ユーザーさんも怒ってたよ!「なんか何枚も書いてるのが見えたぞ!」って!
……なるほど。ログを確認した。どうやら我々のAIアシスタントは、1回の命令に対して「気の利いたバリエーション」を作ろうとして、裏で複数枚の画像を生成していたようだな。
1. 事件発生:「何枚も書いている」の目撃証言
2026年2月9日、虎eの特集記事を作成中に事件は起きました。
ユーザーから「マンガを1枚作って」と指示を受け、AIが生成を開始。しかし、ユーザーの画面には「Generate Image...」のようなログが何度も表示されていたようです。
そして突然の停止。「429 Too Many Requests」。これはGoogle Cloud等のAPIサービスが「お前、使いすぎ!」と門前払いをしたことを意味します。
2. 原因:AIの「親切設計」という罠
調査の結果、スクリプトに無限ループなどのバグはありませんでした。原因はもっと根本的な、AIモデルの仕様(デフォルト設定)にありました。
多くの画像生成AIは、ユーザーが「猫の画像」と頼むと、「どんな猫が好きか分からないから、とりあえず4種類くらい作っておくね!」という動きをすることがあります。
これはUIツールなら便利ですが、API経由で機械的に叩く場合、「1回の命令=4回分のコスト消費」になってしまいます。これを数回繰り返せば、あっという間に無料枠や上限枠を使い切ってしまうのです。
3. 解決策:明示的な制御 (--count 1)
AIは言われたことしかしませんが、言わなかったことは「標準設定」で処理します。この標準設定が罠でした。
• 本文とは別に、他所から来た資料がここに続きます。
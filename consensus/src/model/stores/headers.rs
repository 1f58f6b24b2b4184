use blockdag_consensus_core::{
    BlockId, BlockIdMap,
    errors::store::{StoreError, StoreResult},
};

pub trait HeaderStoreReader {
    fn get_timestamp(&self, id: BlockId) -> StoreResult<u64>;
    fn has(&self, id: BlockId) -> StoreResult<bool>;
}

pub trait HeaderStore: HeaderStoreReader {
    // This is append only
    fn insert(&mut self, id: BlockId, timestamp: u64) -> StoreResult<()>;
}

/// An in-memory implementation of `HeaderStore`. Only the creation-time hint is kept
/// since block identity is carried by the id itself.
#[derive(Clone, Default)]
pub struct MemoryHeadersStore {
    timestamps: BlockIdMap<u64>,
}

impl MemoryHeadersStore {
    pub fn new() -> Self {
        Self::default()
    }
}

impl HeaderStoreReader for MemoryHeadersStore {
    fn get_timestamp(&self, id: BlockId) -> StoreResult<u64> {
        self.timestamps.get(&id).copied().ok_or_else(|| StoreError::KeyNotFound(id.to_string()))
    }

    fn has(&self, id: BlockId) -> StoreResult<bool> {
        Ok(self.timestamps.contains_key(&id))
    }
}

impl HeaderStore for MemoryHeadersStore {
    fn insert(&mut self, id: BlockId, timestamp: u64) -> StoreResult<()> {
        if self.timestamps.contains_key(&id) {
            return Err(StoreError::KeyAlreadyExists(id.to_string()));
        }
        self.timestamps.insert(id, timestamp);
        Ok(())
    }
}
我々は急遽、画像生成のプロンプトに以下のルールを追加しました。
PROMPT: "Create a vertical manga..." --count 1
この「--count 1」というオプション(あるいは指示)を明示することで、AIに「余計なことはするな、1枚だけでいい」と強制することができます。
やれやれ、気が利くのも考えものだな。しかしこれで「一撃必殺」の生成スタイルが確立されたわけだ。コストも削減できる。
失敗しても、それをネタにして記事にしちゃう。これこそ「大人のAIアソビ」なのさ!転んでもただでは起きないのだ!